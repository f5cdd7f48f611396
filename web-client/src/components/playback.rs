//! 映像再生コンポーネント
//!
//! リモートの映像ストリームを表示するコンポーネントです。
//! アダプタの管理は [`PlaybackController`] に任せ、ここではDOMとの橋渡しだけを行います。

use std::rc::{Rc, Weak};

use robot_panel_common::playback::{
    DEFAULT_AUTOPLAY_STREAM, DEFAULT_REMOTE_VIDEO_ID, NOT_CONNECTED_TEXT,
};
use robot_panel_common::{
    AdaptorConfig, AdaptorEvent, ConnectionState, PlaybackController, PlaybackObserver,
    SharedPlayback, SignallingEndpoint,
};
use yew::prelude::*;

use crate::adaptor::WebRtcAdaptor;

type Shared = SharedPlayback<WebRtcAdaptor>;

/// 映像再生のプロパティ
#[derive(Properties, Clone, PartialEq)]
pub struct PlaybackProps {
    /// シグナリングエンドポイント
    pub endpoint: SignallingEndpoint,
    /// コンテナに追加するクラス
    #[prop_or_default]
    pub class: Classes,
    /// ICEサーバー
    #[prop_or_default]
    pub ice_servers: Vec<String>,
    /// 初期化後に自動再生するストリーム
    #[prop_or(Some(DEFAULT_AUTOPLAY_STREAM.to_string()))]
    pub autoplay_stream: Option<String>,
    /// 映像要素のID
    #[prop_or(DEFAULT_REMOTE_VIDEO_ID.to_string())]
    pub remote_video_id: String,
}

/// 接続状態の反映と警告表示
struct BrowserObserver {
    connected: UseStateSetter<bool>,
}

impl PlaybackObserver for BrowserObserver {
    fn connection_changed(&self, state: ConnectionState) {
        self.connected.set(state.is_connected());
    }

    fn alert(&self, message: &str) {
        gloo::dialogs::alert(message);
    }
}

/// 映像再生コンポーネント
#[function_component(Playback)]
pub fn playback(props: &PlaybackProps) -> Html {
    let connected = use_state(|| false);

    // コントローラはコンポーネントの寿命の間だけ保持する
    let shared = {
        let setter = connected.setter();
        let autoplay_stream = props.autoplay_stream.clone();
        use_memo(
            move |_| {
                let observer = BrowserObserver { connected: setter };
                SharedPlayback::new(PlaybackController::new(Box::new(observer)).with_autoplay(autoplay_stream))
            },
            (),
        )
    };

    // アダプタを生成（生成済みなら何もしない）
    {
        let shared = shared.clone();
        let ice_servers = props.ice_servers.clone();
        let remote_video_id = props.remote_video_id.clone();
        use_effect_with_deps(
            move |endpoint: &SignallingEndpoint| {
                match endpoint.to_url() {
                    Ok(url) => {
                        let config = AdaptorConfig::new(url)
                            .with_ice_servers(ice_servers)
                            .with_remote_video_id(remote_video_id);
                        mount_adaptor(&shared, config);
                    }
                    Err(e) => log::error!("シグナリングURLを構築できません: {}", e),
                }
                || ()
            },
            props.endpoint.clone(),
        );
    }

    // アンマウント時にアダプタを解放
    {
        let shared = shared.clone();
        use_effect_with_deps(
            move |_| move || shared.with(|controller| controller.unmount()),
            (),
        );
    }

    html! {
        <div class={classes!("playback", props.class.clone())}>
            if !*connected {
                <span class="playback-status">{ NOT_CONNECTED_TEXT }</span>
            }
            <video id={props.remote_video_id.clone()} muted={true} autoplay={true} playsinline={true} />
        </div>
    }
}

/// コールバックを結び付けてアダプタを生成
fn mount_adaptor(shared: &Rc<Shared>, config: AdaptorConfig) {
    let info_handle = Rc::downgrade(shared);
    let error_handle = Rc::downgrade(shared);

    let on_info = move |tag: String| deliver(&info_handle, AdaptorEvent::Info(tag));
    let on_error = move |kind: String, message: String| {
        deliver(&error_handle, AdaptorEvent::Error { kind, message });
    };

    match shared.mount(config, |config| WebRtcAdaptor::new(config, on_info, on_error)) {
        Ok(true) => log::info!("映像ウィジェットを初期化しました"),
        Ok(false) => log::debug!("アダプタは生成済みです"),
        Err(e) => log::error!("アダプタの生成に失敗しました: {}", e),
    }
}

/// アダプタのコールバックからイベントを届ける
fn deliver(handle: &Weak<Shared>, event: AdaptorEvent) {
    match handle.upgrade() {
        Some(shared) => shared.deliver(event),
        None => log::debug!("コンポーネントは破棄済みです: {:?}", event),
    }
}
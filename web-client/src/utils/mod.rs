//! ユーティリティモジュール

pub mod storage;
//! 設定管理
//!
//! 操作パネルの設定の読み込み、保存、および管理機能を提供します。

use serde::{Deserialize, Serialize};
use std::fs;
use std::path::Path;

use crate::command::DEFAULT_COMMAND_BASE_URL;
use crate::error::{PanelError, Result};
use crate::playback::{AdaptorConfig, DEFAULT_AUTOPLAY_STREAM, DEFAULT_REMOTE_VIDEO_ID};
use crate::signalling::{
    SignallingEndpoint, DEFAULT_CHANNEL, DEFAULT_SIGNALLING_PORT, DEFAULT_STREAM_KEY,
};

/// 既定のロボットアドレス
pub const DEFAULT_ROBOT_HOST: &str = "10.33.85.8";

/// 設定形式
#[derive(Debug, Clone, Copy, PartialEq, Eq, Default)]
pub enum ConfigFormat {
    /// JSON 形式
    #[default]
    Json,
    /// TOML 形式
    Toml,
}

impl ConfigFormat {
    /// ファイル拡張子から設定形式を判定
    pub fn from_path(path: &Path) -> Option<Self> {
        path.extension()
            .and_then(|ext| ext.to_str())
            .and_then(|ext| match ext.to_lowercase().as_str() {
                "json" => Some(ConfigFormat::Json),
                "toml" => Some(ConfigFormat::Toml),
                _ => None,
            })
    }
}

/// シグナリング設定
#[derive(Debug, Clone, PartialEq, Eq, Serialize, Deserialize)]
#[serde(default)]
pub struct SignallingSettings {
    /// URLを直接指定（指定時は他の項目より優先）
    pub url: Option<String>,
    /// ポート番号
    pub port: u16,
    /// ストリームキー
    pub stream_key: String,
    /// チャネル番号
    pub channel: u32,
}

impl Default for SignallingSettings {
    fn default() -> Self {
        Self {
            url: None,
            port: DEFAULT_SIGNALLING_PORT,
            stream_key: DEFAULT_STREAM_KEY.to_string(),
            channel: DEFAULT_CHANNEL,
        }
    }
}

/// パネル設定
#[derive(Debug, Clone, PartialEq, Eq, Serialize, Deserialize)]
#[serde(default)]
pub struct PanelConfig {
    /// コマンド送信先のベースURL
    pub command_base_url: String,
    /// ロボットのホスト名またはIPアドレス
    pub robot_host: String,
    /// 初期化後に自動再生するストリームID
    pub autoplay_stream: Option<String>,
    /// ICEサーバーのURL
    pub ice_servers: Vec<String>,
    /// 映像要素のID
    pub remote_video_id: String,
    /// シグナリング設定（TOMLではテーブルになるため最後に置く）
    pub signalling: SignallingSettings,
}

impl Default for PanelConfig {
    fn default() -> Self {
        Self {
            command_base_url: DEFAULT_COMMAND_BASE_URL.to_string(),
            robot_host: DEFAULT_ROBOT_HOST.to_string(),
            autoplay_stream: Some(DEFAULT_AUTOPLAY_STREAM.to_string()),
            ice_servers: Vec::new(),
            remote_video_id: DEFAULT_REMOTE_VIDEO_ID.to_string(),
            signalling: SignallingSettings::default(),
        }
    }
}

impl PanelConfig {
    /// シグナリングエンドポイントを取得
    pub fn signalling_endpoint(&self) -> SignallingEndpoint {
        match &self.signalling.url {
            Some(url) => SignallingEndpoint::Url(url.clone()),
            None => SignallingEndpoint::Components {
                host: self.robot_host.clone(),
                port: self.signalling.port,
                stream_key: self.signalling.stream_key.clone(),
                channel: self.signalling.channel,
            },
        }
    }

    /// アダプタ設定を構築
    pub fn adaptor_config(&self) -> Result<AdaptorConfig> {
        let url = self.signalling_endpoint().to_url()?;
        Ok(AdaptorConfig::new(url)
            .with_ice_servers(self.ice_servers.clone())
            .with_remote_video_id(self.remote_video_id.clone()))
    }

    /// 文字列から読み込む
    pub fn from_str_with_format(s: &str, format: ConfigFormat) -> Result<Self> {
        let config = match format {
            ConfigFormat::Json => serde_json::from_str(s)?,
            ConfigFormat::Toml => toml::from_str(s)?,
        };
        Ok(config)
    }

    /// 文字列に変換
    pub fn to_string_with_format(&self, format: ConfigFormat) -> Result<String> {
        let s = match format {
            ConfigFormat::Json => serde_json::to_string_pretty(self)?,
            ConfigFormat::Toml => toml::to_string_pretty(self)?,
        };
        Ok(s)
    }

    /// ファイルから読み込む
    pub fn load<P: AsRef<Path>>(path: P) -> Result<Self> {
        let path = path.as_ref();
        let format = ConfigFormat::from_path(path).ok_or_else(|| {
            PanelError::ConfigError(format!("未対応の設定ファイル形式です: {}", path.display()))
        })?;

        let content = fs::read_to_string(path)?;
        let config = Self::from_str_with_format(&content, format)?;
        log::info!("設定を読み込みました: {}", path.display());
        Ok(config)
    }

    /// ファイルに保存
    pub fn save<P: AsRef<Path>>(&self, path: P) -> Result<()> {
        let path = path.as_ref();
        let format = ConfigFormat::from_path(path).unwrap_or_default();

        // ディレクトリが存在しない場合は作成
        if let Some(parent) = path.parent() {
            if !parent.as_os_str().is_empty() && !parent.exists() {
                fs::create_dir_all(parent)?;
            }
        }

        fs::write(path, self.to_string_with_format(format)?)?;
        log::info!("設定を保存しました: {}", path.display());
        Ok(())
    }
}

- Work required -
Wherever the string "struct" appears in the entries above, list that line.

- Exercise solution -
pub struct PlaybackProps {
struct BrowserObserver {
pub struct SignallingSettings {
pub struct PanelConfig {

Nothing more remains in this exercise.